[Start of section]

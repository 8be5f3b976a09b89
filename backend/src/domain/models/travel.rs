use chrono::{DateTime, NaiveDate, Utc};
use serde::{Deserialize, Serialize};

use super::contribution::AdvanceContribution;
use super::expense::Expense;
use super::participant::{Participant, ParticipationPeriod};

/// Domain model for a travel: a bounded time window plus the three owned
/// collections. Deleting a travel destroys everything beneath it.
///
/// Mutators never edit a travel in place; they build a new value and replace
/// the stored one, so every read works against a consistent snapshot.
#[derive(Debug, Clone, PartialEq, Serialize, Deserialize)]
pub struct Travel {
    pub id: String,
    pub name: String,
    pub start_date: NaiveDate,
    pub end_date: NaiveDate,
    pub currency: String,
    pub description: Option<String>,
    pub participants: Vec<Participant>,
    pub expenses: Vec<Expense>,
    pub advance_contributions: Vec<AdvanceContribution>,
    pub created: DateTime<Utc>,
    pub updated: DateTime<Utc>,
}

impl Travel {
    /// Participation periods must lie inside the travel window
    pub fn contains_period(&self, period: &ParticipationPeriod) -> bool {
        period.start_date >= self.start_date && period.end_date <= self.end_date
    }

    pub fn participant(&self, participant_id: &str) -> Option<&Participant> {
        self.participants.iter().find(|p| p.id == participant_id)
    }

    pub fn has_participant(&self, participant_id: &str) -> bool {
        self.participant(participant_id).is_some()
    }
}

[End of section]

WHAT NEEDS TO BE DONE:
Determine the number of lines in the material above that include the word "Serialize". Give that number and no other text.

YOUR SOLUTION:
2